En mars 1871, refusant la capitulation face aux Prussiens, les Parisiens constituent un gouvernement révolutionnaire qu’ils nomment Commune et qui sera un des fleuves nourriciers des soulèvements et révolutions à venir. Ces 72 jours vont aussi propager de nombreuses musiques et chansons : chroniques, révoltes, désillusions, espoirs, tous ces aspects ont été évoqués lors d'une conférence de Marc Simon, au Carré d'Art à Nîmes...

Pour nous mettre dans l'ambiance, Marc Simon interprète d'abord une chanson de Louis Marchand et Aristide Bruant : La commune...

"Le fracas du canon s 'entend à l'horizon

C'est la commune qu'on vient de proclamer

Chacun, chacune

Pour elle veut s'armer..."

 

En fait, la Commune a généré des chansons surtout bien des années plus tard. Cette chanson date de 1910.

La Commune a aussi recyclé des chansons précédentes.

 

Un peu d'histoire pour commencer :

Napoléon s'est fait proclamer président en 1848, et assez vite le régime a glissé vers quelque chose de plus autoritaire, vers une monarchie.

Napoléon s'est lancé dans des guerres hasardeuses au Mexique, puis il s'est piqué de déclarer la guerre à l'Allemagne. Le 2 septembre 1870, Napoléon III est fait prisonnier par les Prussiens : la guerre est perdue.

Le peuple parisien envahit la mairie de Paris et proclame la République.

Beaucoup de gens vivent mal dans une extrême pauvreté : les révoltes grondent, en province, il y a déjà eu des révoltes à Marseille, à Lyon... Le "midi rouge" s'était soulevé...

Les Prussiens assiègent Paris : les Parisiens passent l'hiver dans le froid, les privations.

Le 8 février 1870, des élections sont organisées : les conservateurs gagnent, le gouvernement est rapatrié à Versailles.
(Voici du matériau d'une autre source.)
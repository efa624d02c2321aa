//! Assignment model.
//!
//! An assignment books one employee (or nobody, see [`UNASSIGNED`]) onto a
//! project for an inclusive date range and a daily time window.
//!
//! # Origins
//! - [`AssignmentOrigin::Derived`]: regenerated from a [`PlanItem`](super::PlanItem)
//!   on every sync. Its id is a pure function of the plan item id.
//! - [`AssignmentOrigin::Manual`]: created directly on the timeline and never
//!   touched by sync.

use chrono::{NaiveDate, NaiveTime};
use serde::{Deserialize, Serialize};

use super::{hhmm, hhmm_opt, DateRange};

/// Employee id used for assignments that have nobody attached.
pub const UNASSIGNED: &str = "unassigned";

/// Where an assignment came from.
#[derive(Debug, Clone, Copy, PartialEq, Eq, Hash, Serialize, Deserialize)]
#[serde(rename_all = "lowercase")]
pub enum AssignmentOrigin {
    /// Regenerated from an upstream plan item.
    Derived,
    /// Created directly; survives sync.
    Manual,
}

/// A booking of an employee onto a project.
#[derive(Debug, Clone, PartialEq, Eq, Serialize, Deserialize)]
#[serde(rename_all = "camelCase")]
pub struct Assignment {
    /// Unique assignment identifier.
    pub id: String,
    /// Project this assignment belongs to.
    pub project_id: String,
    /// Assigned employee, or [`UNASSIGNED`].
    pub employee_id: String,
    /// First booked day (inclusive).
    pub start_date: NaiveDate,
    /// Last booked day (inclusive, `>= start_date`).
    pub end_date: NaiveDate,
    /// Daily start time.
    #[serde(with = "hhmm")]
    pub start_time: NaiveTime,
    /// Daily end time (`> start_time`).
    #[serde(with = "hhmm")]
    pub end_time: NaiveTime,
    #[serde(default, skip_serializing_if = "Option::is_none")]
    pub title: Option<String>,
    #[serde(default, skip_serializing_if = "Option::is_none")]
    pub description: Option<String>,
    #[serde(default, skip_serializing_if = "Option::is_none")]
    pub status: Option<String>,
    #[serde(default, skip_serializing_if = "Option::is_none")]
    pub priority: Option<String>,
    /// Display color (hex).
    pub color: String,
    /// Derived or manual.
    pub origin: AssignmentOrigin,
}

impl Assignment {
    /// Whether this assignment is regenerated by sync.
    #[inline]
    pub fn is_derived(&self) -> bool {
        self.origin == AssignmentOrigin::Derived
    }

    /// Whether nobody is attached.
    #[inline]
    pub fn is_unassigned(&self) -> bool {
        self.employee_id == UNASSIGNED
    }

    /// Inclusive date range covered.
    pub fn date_range(&self) -> DateRange {
        DateRange::new(self.start_date, self.end_date)
    }

    /// Number of calendar days covered (at least 1).
    pub fn duration_days(&self) -> i64 {
        (self.end_date - self.start_date).num_days() + 1
    }

    /// Daily working time in minutes.
    pub fn daily_minutes(&self) -> i64 {
        (self.end_time - self.start_time).num_minutes().max(0)
    }

    /// Whether the date ranges of two assignments share a day.
    pub fn overlaps_dates(&self, other: &Self) -> bool {
        self.date_range().intersects(&other.date_range())
    }

    /// Whether the daily time windows of two assignments intersect.
    ///
    /// Half-open: `08:00-10:00` and `10:00-12:00` do not overlap.
    pub fn overlaps_times(&self, other: &Self) -> bool {
        self.start_time < other.end_time && other.start_time < self.end_time
    }
}

/// Request to create a manual assignment.
///
/// Missing times fall back to the configured defaults; a missing end date
/// makes a single-day assignment; a missing employee books nobody.
#[derive(Debug, Clone, Default, PartialEq, Serialize, Deserialize)]
#[serde(rename_all = "camelCase")]
pub struct AssignmentInput {
    pub project_id: String,
    /// `None` books [`UNASSIGNED`].
    #[serde(default)]
    pub employee_id: Option<String>,
    pub start_date: Option<NaiveDate>,
    #[serde(default)]
    pub end_date: Option<NaiveDate>,
    #[serde(default, with = "hhmm_opt")]
    pub start_time: Option<NaiveTime>,
    #[serde(default, with = "hhmm_opt")]
    pub end_time: Option<NaiveTime>,
    #[serde(default)]
    pub title: Option<String>,
    #[serde(default)]
    pub description: Option<String>,
    #[serde(default)]
    pub status: Option<String>,
    #[serde(default)]
    pub priority: Option<String>,
    /// Explicit color; derived from the project id when absent.
    #[serde(default)]
    pub color: Option<String>,
}

impl AssignmentInput {
    /// Creates an input for a project starting on `date`.
    pub fn new(project_id: impl Into<String>, date: NaiveDate) -> Self {
        Self {
            project_id: project_id.into(),
            start_date: Some(date),
            ..Self::default()
        }
    }

    /// Sets the employee.
    pub fn with_employee(mut self, employee_id: impl Into<String>) -> Self {
        self.employee_id = Some(employee_id.into());
        self
    }

    /// Sets the last day (inclusive).
    pub fn with_end_date(mut self, end_date: NaiveDate) -> Self {
        self.end_date = Some(end_date);
        self
    }

    /// Sets the daily time window.
    pub fn with_times(mut self, start: NaiveTime, end: NaiveTime) -> Self {
        self.start_time = Some(start);
        self.end_time = Some(end);
        self
    }

    /// Sets the title.
    pub fn with_title(mut self, title: impl Into<String>) -> Self {
        self.title = Some(title.into());
        self
    }

    /// Sets the description.
    pub fn with_description(mut self, description: impl Into<String>) -> Self {
        self.description = Some(description.into());
        self
    }

    /// Sets an explicit color.
    pub fn with_color(mut self, color: impl Into<String>) -> Self {
        self.color = Some(color.into());
        self
    }

    /// Employee id after applying the unassigned default.
    pub fn employee_or_unassigned(&self) -> &str {
        self.employee_id.as_deref().unwrap_or(UNASSIGNED)
    }
}
//! Timeline domain models.
//!
//! Provides the data types shared by every timeline component: the owned
//! [`Assignment`] collection, the read-only upstream records it is derived
//! from, and the view state that selects a visible date window.
//!
//! # Ownership
//!
//! | Type | Owner | Mutated here |
//! |------|-------|--------------|
//! | `Assignment` | this crate | yes |
//! | `PlanItem` | planning module | no |
//! | `Employee` | team administration | no |
//! | `Project` | project administration | no |
//! | `ViewState` | consuming UI | via facade |

mod assignment;
mod clock;
mod plan;
mod view;

pub use assignment::{Assignment, AssignmentInput, AssignmentOrigin, UNASSIGNED};
pub use clock::{format_time, hhmm, hhmm_opt, is_whole_minute, parse_time, truncate_to_minute};
pub use plan::{Employee, PlanItem, Project};
pub use view::{DateRange, ViewState, ZoomLevel};

pub(crate) use view::shift_days;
Les Versaillais : c'est ainsi que l'on nomme les soldats du gouvernement.

Le 17 mars 1871, Adolphe Thiers et son gouvernement, évaluant mal l'état d'esprit des Parisiens, envoient au cours de la nuit la troupe sous le commandement du général Lecomte s'emparer des canons de la Garde nationale sur la butte Montmartre. 

Quand le gouvernement décide de désarmer les Parisiens, ceux-ci se sentent directement menacés. Il s'agit de leur soustraire les 227 canons entreposés à Belleville et à Montmartre. Les Parisiens considèrent comme leur propriété ces canons qu'ils ont eux-mêmes payés par souscription lors de la guerre contre la Prusse. Ils se voient sans défense vis-à-vis d'éventuelles attaques des troupes gouvernementales (comme en juin 1848). Cependant ils disposent de près de 500 000 fusils.
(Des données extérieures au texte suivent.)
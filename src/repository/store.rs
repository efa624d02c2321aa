//! Durable store and snapshot format.
//!
//! # Snapshot schema
//!
//! | Version | Shape |
//! |---------|-------|
//! | 0 | bare JSON array of assignments, `origin` may be missing |
//! | 1 | `{"version":1,"assignments":[...]}` |
//!
//! Version 0 is migrated on decode: entries without an `origin` are tagged
//! derived when their id carries the derived prefix, manual otherwise.
//! Snapshots newer than [`SNAPSHOT_VERSION`] are refused rather than
//! overwritten.

use std::collections::HashMap;
use std::fs;
use std::io::ErrorKind;
use std::path::{Path, PathBuf};

use serde::{Deserialize, Serialize};
use serde_json::Value;
use tracing::debug;

use super::DERIVED_ID_PREFIX;
use crate::error::StorageError;
use crate::models::Assignment;

/// Current snapshot schema version.
pub const SNAPSHOT_VERSION: u32 = 1;

/// A string-keyed durable store.
pub trait KeyValueStore {
    /// Returns the stored value, or `None` if the key was never written.
    fn load(&self, key: &str) -> Result<Option<String>, StorageError>;

    /// Stores `value` under `key`, replacing any previous value.
    fn save(&mut self, key: &str, value: &str) -> Result<(), StorageError>;
}

/// In-process store, mainly for tests and ephemeral sessions.
#[derive(Debug, Clone, Default)]
pub struct MemoryStore {
    entries: HashMap<String, String>,
}

impl MemoryStore {
    pub fn new() -> Self {
        Self::default()
    }

    /// Pre-populates a key.
    pub fn with_entry(mut self, key: impl Into<String>, value: impl Into<String>) -> Self {
        self.entries.insert(key.into(), value.into());
        self
    }

    /// Raw stored value.
    pub fn get(&self, key: &str) -> Option<&str> {
        self.entries.get(key).map(String::as_str)
    }
}

impl KeyValueStore for MemoryStore {
    fn load(&self, key: &str) -> Result<Option<String>, StorageError> {
        Ok(self.entries.get(key).cloned())
    }

    fn save(&mut self, key: &str, value: &str) -> Result<(), StorageError> {
        self.entries.insert(key.to_string(), value.to_string());
        Ok(())
    }
}

/// One JSON file per key inside a directory.
///
/// Writes go to a sibling temp file first and are renamed into place, so a
/// crash mid-write leaves the previous snapshot intact.
#[derive(Debug, Clone)]
pub struct FileStore {
    dir: PathBuf,
}

impl FileStore {
    pub fn new(dir: impl Into<PathBuf>) -> Self {
        Self { dir: dir.into() }
    }

    pub fn dir(&self) -> &Path {
        &self.dir
    }

    /// File for `key`. Bytes outside `[A-Za-z0-9.-]` are written as `%XX`,
    /// so distinct keys never share a file.
    fn path_for(&self, key: &str) -> PathBuf {
        let mut name = String::with_capacity(key.len() + 5);
        for byte in key.bytes() {
            if byte.is_ascii_alphanumeric() || matches!(byte, b'.' | b'-') {
                name.push(char::from(byte));
            } else {
                name.push_str(&format!("%{byte:02X}"));
            }
        }
        self.dir.join(format!("{name}.json"))
    }
}

impl KeyValueStore for FileStore {
    fn load(&self, key: &str) -> Result<Option<String>, StorageError> {
        match fs::read_to_string(self.path_for(key)) {
            Ok(raw) => Ok(Some(raw)),
            Err(e) if e.kind() == ErrorKind::NotFound => Ok(None),
            Err(e) => Err(e.into()),
        }
    }

    fn save(&mut self, key: &str, value: &str) -> Result<(), StorageError> {
        fs::create_dir_all(&self.dir)?;
        let path = self.path_for(key);
        let tmp = path.with_extension("json.tmp");
        fs::write(&tmp, value)?;
        fs::rename(&tmp, &path)?;
        debug!(path = %path.display(), bytes = value.len(), "Wrote snapshot file");
        Ok(())
    }
}

/// Versioned repository snapshot.
#[derive(Debug, Clone, PartialEq, Eq, Serialize, Deserialize)]
pub struct Snapshot {
    pub version: u32,
    pub assignments: Vec<Assignment>,
}

impl Snapshot {
    /// Wraps assignments in a current-version snapshot.
    pub fn new(assignments: Vec<Assignment>) -> Self {
        Self {
            version: SNAPSHOT_VERSION,
            assignments,
        }
    }

    /// Serializes to JSON.
    pub fn encode(&self) -> Result<String, StorageError> {
        Ok(serde_json::to_string(self)?)
    }

    /// Parses any supported snapshot version, migrating to the current one.
    pub fn decode(raw: &str) -> Result<Self, StorageError> {
        match serde_json::from_str::<Value>(raw)? {
            Value::Array(entries) => {
                debug!(entries = entries.len(), "Migrating version 0 snapshot");
                let assignments = entries
                    .into_iter()
                    .map(migrate_v0_entry)
                    .map(serde_json::from_value)
                    .collect::<Result<Vec<Assignment>, _>>()?;
                Ok(Self::new(assignments))
            }
            value => {
                let found = value
                    .get("version")
                    .and_then(Value::as_u64)
                    .unwrap_or(0);
                if found > u64::from(SNAPSHOT_VERSION) {
                    return Err(StorageError::UnsupportedVersion {
                        found: u32::try_from(found).unwrap_or(u32::MAX),
                        supported: SNAPSHOT_VERSION,
                    });
                }
                let mut snapshot: Snapshot = serde_json::from_value(value)?;
                snapshot.version = SNAPSHOT_VERSION;
                Ok(snapshot)
            }
        }
    }
}

fn migrate_v0_entry(mut entry: Value) -> Value {
    if let Value::Object(fields) = &mut entry {
        if !fields.contains_key("origin") {
            let derived = fields
                .get("id")
                .and_then(Value::as_str)
                .is_some_and(|id| id.starts_with(DERIVED_ID_PREFIX));
            let origin = if derived { "derived" } else { "manual" };
            fields.insert("origin".to_string(), Value::from(origin));
        }
    }
    entry
}

#[cfg(test)]
mod tests {
    use super::*;
    use crate::models::AssignmentOrigin;
    use chrono::{NaiveDate, NaiveTime};

    fn sample(id: &str, origin: AssignmentOrigin) -> Assignment {
        let day = NaiveDate::from_ymd_opt(2023, 7, 3).unwrap();
        Assignment {
            id: id.into(),
            project_id: "p1".into(),
            employee_id: "e1".into(),
            start_date: day,
            end_date: day,
            start_time: NaiveTime::from_hms_opt(8, 0, 0).unwrap(),
            end_time: NaiveTime::from_hms_opt(17, 0, 0).unwrap(),
            title: Some("Roof".into()),
            description: None,
            status: None,
            priority: None,
            color: "#10b981".into(),
            origin,
        }
    }

    #[test]
    fn test_snapshot_round_trip() {
        let snapshot = Snapshot::new(vec![
            sample("manual-1", AssignmentOrigin::Manual),
            sample("plan-7", AssignmentOrigin::Derived),
        ]);
        let raw = snapshot.encode().unwrap();
        assert!(raw.starts_with("{\"version\":1,"));
        assert_eq!(Snapshot::decode(&raw).unwrap(), snapshot);
    }

    #[test]
    fn test_legacy_array_migrates() {
        let raw = r##"[
            {"id":"plan-7","projectId":"p1","employeeId":"e1","startDate":"2023-07-03",
             "endDate":"2023-07-03","startTime":"08:00","endTime":"17:00","color":"#10b981"},
            {"id":"1688371200000","projectId":"p2","employeeId":"unassigned","startDate":"2023-07-04",
             "endDate":"2023-07-05","startTime":"08:00:00","endTime":"12:00:00","color":"#ef4444"}
        ]"##;
        let snapshot = Snapshot::decode(raw).unwrap();
        assert_eq!(snapshot.version, SNAPSHOT_VERSION);
        assert_eq!(snapshot.assignments.len(), 2);
        assert_eq!(snapshot.assignments[0].origin, AssignmentOrigin::Derived);
        assert_eq!(snapshot.assignments[1].origin, AssignmentOrigin::Manual);
        assert_eq!(
            snapshot.assignments[1].end_time,
            NaiveTime::from_hms_opt(12, 0, 0).unwrap()
        );
    }

    #[test]
    fn test_newer_version_refused() {
        let err = Snapshot::decode(r#"{"version":2,"assignments":[]}"#).unwrap_err();
        assert!(matches!(
            err,
            StorageError::UnsupportedVersion { found: 2, supported: 1 }
        ));
    }

    #[test]
    fn test_garbage_is_an_error() {
        assert!(matches!(
            Snapshot::decode("not json"),
            Err(StorageError::Serialize(_))
        ));
        assert!(Snapshot::decode(r#"{"assignments":[]}"#).is_err());
    }

    #[test]
    fn test_memory_store() {
        let mut store = MemoryStore::new();
        assert_eq!(store.load("k").unwrap(), None);
        store.save("k", "v").unwrap();
        assert_eq!(store.load("k").unwrap().as_deref(), Some("v"));
        assert_eq!(store.get("k"), Some("v"));
    }

    #[test]
    fn test_file_store() {
        let dir = tempfile::tempdir().unwrap();
        let mut store = FileStore::new(dir.path().join("nested"));
        assert_eq!(store.load("user/42:timeline").unwrap(), None);

        store.save("user/42:timeline", "[]").unwrap();
        store.save("user/42:timeline", "{}").unwrap();
        assert_eq!(store.load("user/42:timeline").unwrap().as_deref(), Some("{}"));
        assert!(store.dir().join("user%2F42%3Atimeline.json").exists());
        assert!(!store.dir().join("user%2F42%3Atimeline.json.tmp").exists());
    }

    #[test]
    fn test_file_store_keys_do_not_collide() {
        let dir = tempfile::tempdir().unwrap();
        let mut store = FileStore::new(dir.path());
        let keys = ["tenant/a", "tenant:a", "tenant_a", "tenant%2Fa", "tenant a"];
        for key in keys {
            store.save(key, &format!("data of {key}")).unwrap();
        }
        for key in keys {
            assert_eq!(
                store.load(key).unwrap(),
                Some(format!("data of {key}")),
                "key {key}"
            );
        }
        assert_eq!(store.load("tenant-a").unwrap(), None);
    }
}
De son côté, le gouvernement craint la présence de cette artillerie en cas d'émeute ouvrière, et justifie le retrait des canons par l'application des conventions prises avec le vainqueur dont le désarmement de la capitale fait partie. Les Prussiens sont en effet toujours présents autour de la ville.
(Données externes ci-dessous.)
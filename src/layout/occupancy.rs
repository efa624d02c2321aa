//! Slot occupancy layout for one employee and one day.
//!
//! # Algorithm
//!
//! For each assignment, in input order:
//! 1. `start = index_of(start_time)`, `end = index_of(end_time)`.
//! 2. If either time is not on the grid, or `end <= start`, the assignment is
//!    omitted and a [`RenderabilityWarning`] is recorded.
//! 3. Otherwise the assignment anchors at `start` with `span = end - start`,
//!    and slots `start+1 .. end` are marked covered.
//!
//! The end slot itself is not covered: an assignment ending at 10:00 leaves
//! the 10:00 slot free. A slot that anchors anything stays an anchor even if
//! another assignment also covers it.
//!
//! Overlapping assignments are not detected; each is placed independently
//! and the UI may draw them on top of each other.
//!
//! # Complexity
//! O(n log s + Σ span) for n assignments on s slots.

use std::fmt;

use chrono::NaiveTime;
use serde::Serialize;
use tracing::warn;

use super::SlotGrid;
use crate::models::{format_time, Assignment};

/// An assignment anchored at a slot.
#[derive(Debug, Clone, Copy, PartialEq, Eq)]
pub struct Placement<'a> {
    pub assignment: &'a Assignment,
    /// Width in slots (`>= 1`).
    pub span: usize,
}

/// State of one slot in the day grid.
#[derive(Debug, Clone, PartialEq, Eq, Default)]
pub enum SlotCell<'a> {
    /// Nothing starts or runs here.
    #[default]
    Empty,
    /// One or more assignments start here and are drawn from this slot.
    Anchor(Vec<Placement<'a>>),
    /// Spanned by an assignment anchored earlier; not drawn again.
    Covered,
}

impl SlotCell<'_> {
    pub fn is_anchor(&self) -> bool {
        matches!(self, SlotCell::Anchor(_))
    }

    pub fn is_covered(&self) -> bool {
        matches!(self, SlotCell::Covered)
    }
}

/// Why an assignment could not be placed.
#[derive(Debug, Clone, Copy, PartialEq, Eq, Serialize)]
#[serde(tag = "kind", content = "time", rename_all = "camelCase")]
pub enum RenderabilityIssue {
    /// Start time is not one of the slot labels.
    StartNotOnGrid(#[serde(serialize_with = "serialize_hhmm")] NaiveTime),
    /// End time is not one of the slot labels.
    EndNotOnGrid(#[serde(serialize_with = "serialize_hhmm")] NaiveTime),
    /// End slot is not after the start slot.
    EmptySpan,
}

fn serialize_hhmm<S: serde::Serializer>(time: &NaiveTime, serializer: S) -> Result<S::Ok, S::Error> {
    crate::models::hhmm::serialize(time, serializer)
}

/// Non-fatal notice that an assignment was left out of a day layout.
#[derive(Debug, Clone, PartialEq, Eq, Serialize)]
#[serde(rename_all = "camelCase")]
pub struct RenderabilityWarning {
    pub assignment_id: String,
    pub issue: RenderabilityIssue,
}

impl fmt::Display for RenderabilityWarning {
    fn fmt(&self, f: &mut fmt::Formatter<'_>) -> fmt::Result {
        match self.issue {
            RenderabilityIssue::StartNotOnGrid(t) => write!(
                f,
                "assignment '{}' starts at {} which is not on the slot grid",
                self.assignment_id,
                format_time(t)
            ),
            RenderabilityIssue::EndNotOnGrid(t) => write!(
                f,
                "assignment '{}' ends at {} which is not on the slot grid",
                self.assignment_id,
                format_time(t)
            ),
            RenderabilityIssue::EmptySpan => write!(
                f,
                "assignment '{}' spans no slots",
                self.assignment_id
            ),
        }
    }
}

/// Layout of one day: one cell per slot plus omitted-assignment warnings.
#[derive(Debug, Clone, PartialEq, Eq, Default)]
pub struct DayLayout<'a> {
    pub cells: Vec<SlotCell<'a>>,
    pub warnings: Vec<RenderabilityWarning>,
}

impl<'a> DayLayout<'a> {
    /// Placements anchored at `index` (empty if none).
    pub fn anchors_at(&self, index: usize) -> &[Placement<'a>] {
        match self.cells.get(index) {
            Some(SlotCell::Anchor(placements)) => placements.as_slice(),
            _ => &[],
        }
    }

    /// All placements with their anchor slot index, in slot order.
    pub fn placements(&self) -> impl Iterator<Item = (usize, &Placement<'a>)> + '_ {
        self.cells.iter().enumerate().flat_map(|(index, cell)| {
            let placements: &[Placement<'a>] = match cell {
                SlotCell::Anchor(p) => p.as_slice(),
                _ => &[],
            };
            placements.iter().map(move |p| (index, p))
        })
    }

    /// Number of assignments drawn.
    pub fn rendered_count(&self) -> usize {
        self.placements().count()
    }
}

/// Lays out one employee's assignments for one day onto `grid`.
///
/// Callers pass only assignments that touch the day (see
/// [`is_visible_on_day`](crate::calendar::is_visible_on_day)).
pub fn layout_day<'a>(grid: &SlotGrid, assignments: &[&'a Assignment]) -> DayLayout<'a> {
    let mut cells: Vec<SlotCell<'a>> = vec![SlotCell::Empty; grid.len()];
    let mut warnings = Vec::new();

    for &assignment in assignments {
        let (start, end) = match slot_bounds(grid, assignment) {
            Ok(bounds) => bounds,
            Err(issue) => {
                let warning = RenderabilityWarning {
                    assignment_id: assignment.id.clone(),
                    issue,
                };
                warn!(assignment_id = %assignment.id, "{warning}");
                warnings.push(warning);
                continue;
            }
        };

        let placement = Placement {
            assignment,
            span: end - start,
        };
        match &mut cells[start] {
            SlotCell::Anchor(placements) => placements.push(placement),
            cell => *cell = SlotCell::Anchor(vec![placement]),
        }

        for cell in &mut cells[start + 1..end] {
            if !cell.is_anchor() {
                *cell = SlotCell::Covered;
            }
        }
    }

    DayLayout { cells, warnings }
}

fn slot_bounds(grid: &SlotGrid, assignment: &Assignment) -> Result<(usize, usize), RenderabilityIssue> {
    let start = grid
        .index_of(assignment.start_time)
        .ok_or(RenderabilityIssue::StartNotOnGrid(assignment.start_time))?;
    let end = grid
        .index_of(assignment.end_time)
        .ok_or(RenderabilityIssue::EndNotOnGrid(assignment.end_time))?;
    if end <= start {
        return Err(RenderabilityIssue::EmptySpan);
    }
    Ok((start, end))
}

#[cfg(test)]
mod tests {
    use super::*;
    use crate::models::AssignmentOrigin;
    use chrono::NaiveDate;

    fn time(h: u32, m: u32) -> NaiveTime {
        NaiveTime::from_hms_opt(h, m, 0).unwrap()
    }

    fn assignment(id: &str, start: NaiveTime, end: NaiveTime) -> Assignment {
        let day = NaiveDate::from_ymd_opt(2023, 7, 3).unwrap();
        Assignment {
            id: id.into(),
            project_id: "p1".into(),
            employee_id: "e1".into(),
            start_date: day,
            end_date: day,
            start_time: start,
            end_time: end,
            title: None,
            description: None,
            status: None,
            priority: None,
            color: "#3b82f6".into(),
            origin: AssignmentOrigin::Manual,
        }
    }

    #[test]
    fn test_aligned_assignment_anchor_and_span() {
        let grid = SlotGrid::new(7, 18, 30);
        let a = assignment("a1", time(8, 0), time(10, 0));
        let layout = layout_day(&grid, &[&a]);

        assert!(layout.warnings.is_empty());
        assert_eq!(layout.cells.len(), 23);
        let anchors = layout.anchors_at(2);
        assert_eq!(anchors.len(), 1);
        assert_eq!(anchors[0].span, 4);
        assert_eq!(anchors[0].assignment.id, "a1");
        assert!(layout.cells[3].is_covered());
        assert!(layout.cells[4].is_covered());
        assert!(layout.cells[5].is_covered());
        assert_eq!(layout.cells[6], SlotCell::Empty);
        assert_eq!(layout.cells[1], SlotCell::Empty);
    }

    #[test]
    fn test_misaligned_assignment_omitted_with_warning() {
        let grid = SlotGrid::new(7, 18, 30);
        let a = assignment("a2", time(8, 15), time(9, 0));
        let layout = layout_day(&grid, &[&a]);

        assert_eq!(layout.rendered_count(), 0);
        assert!(layout.cells.iter().all(|c| *c == SlotCell::Empty));
        assert_eq!(
            layout.warnings,
            vec![RenderabilityWarning {
                assignment_id: "a2".into(),
                issue: RenderabilityIssue::StartNotOnGrid(time(8, 15)),
            }]
        );
        assert!(layout.warnings[0].to_string().contains("08:15"));
    }

    #[test]
    fn test_seconds_past_slot_are_off_grid() {
        let grid = SlotGrid::new(7, 18, 30);
        let start = NaiveTime::from_hms_opt(8, 0, 30).unwrap();
        let a = assignment("a7", start, time(9, 0));
        let layout = layout_day(&grid, &[&a]);
        assert_eq!(layout.rendered_count(), 0);
        assert_eq!(layout.warnings[0].issue, RenderabilityIssue::StartNotOnGrid(start));
    }

    #[test]
    fn test_end_off_grid() {
        let grid = SlotGrid::new(7, 18, 30);
        let a = assignment("a3", time(17, 0), time(19, 0));
        let layout = layout_day(&grid, &[&a]);
        assert_eq!(layout.warnings[0].issue, RenderabilityIssue::EndNotOnGrid(time(19, 0)));
    }

    #[test]
    fn test_ending_at_last_label() {
        let grid = SlotGrid::new(7, 18, 30);
        let a = assignment("a4", time(17, 0), time(18, 0));
        let layout = layout_day(&grid, &[&a]);
        assert_eq!(layout.anchors_at(20)[0].span, 2);
        assert!(layout.cells[21].is_covered());
        assert_eq!(layout.cells[22], SlotCell::Empty);
    }

    #[test]
    fn test_overlaps_render_independently() {
        let grid = SlotGrid::new(7, 18, 30);
        let a = assignment("a1", time(8, 0), time(12, 0));
        let b = assignment("b1", time(9, 0), time(10, 0));
        let c = assignment("c1", time(8, 0), time(9, 0));
        let layout = layout_day(&grid, &[&a, &b, &c]);

        assert!(layout.warnings.is_empty());
        assert_eq!(layout.rendered_count(), 3);
        assert_eq!(layout.anchors_at(2).len(), 2); // a1 and c1 both start at 08:00
        assert!(layout.cells[4].is_anchor()); // b1 starts inside a1
        assert!(layout.cells[5].is_covered());

        let order: Vec<(usize, &str)> = layout
            .placements()
            .map(|(i, p)| (i, p.assignment.id.as_str()))
            .collect();
        assert_eq!(order, vec![(2, "a1"), (2, "c1"), (4, "b1")]);
    }

    #[test]
    fn test_empty_span_warning() {
        let grid = SlotGrid::new(7, 18, 30);
        let a = assignment("a5", time(10, 0), time(9, 0));
        let layout = layout_day(&grid, &[&a]);
        assert_eq!(layout.warnings[0].issue, RenderabilityIssue::EmptySpan);
    }

    #[test]
    fn test_coarser_grid_changes_alignment() {
        let grid = SlotGrid::new(7, 18, 60);
        let a = assignment("a6", time(8, 30), time(10, 0));
        let layout = layout_day(&grid, &[&a]);
        assert_eq!(layout.rendered_count(), 0);
        assert_eq!(layout.warnings.len(), 1);

        let fine = SlotGrid::new(7, 18, 15);
        let layout = layout_day(&fine, &[&a]);
        assert_eq!(layout.anchors_at(6)[0].span, 6);
    }

    #[test]
    fn test_warning_serializes() {
        let w = RenderabilityWarning {
            assignment_id: "a2".into(),
            issue: RenderabilityIssue::StartNotOnGrid(time(8, 15)),
        };
        let json = serde_json::to_value(&w).unwrap();
        assert_eq!(json["assignmentId"], "a2");
        assert_eq!(json["issue"]["kind"], "startNotOnGrid");
        assert_eq!(json["issue"]["time"], "08:15");
    }
}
À Montmartre, au matin, le peuple parisien s'éveille et s'oppose à la troupe venue chercher les canons. Puis, rapidement, celle-ci fraternise avec lui. Un peu partout dans Paris, la population s'en prend aux représentants supposés du gouvernement, élève des barricades et fraternise avec la troupe. 

Montmartre reprend ses canons.

 

La Commune est un mouvement populaire très divers : toutes les tendances politiques républicaines et socialistes sont représentées, jusqu'aux anarchistes. 

Dans le terme "Commune" on trouve l'idée de partage...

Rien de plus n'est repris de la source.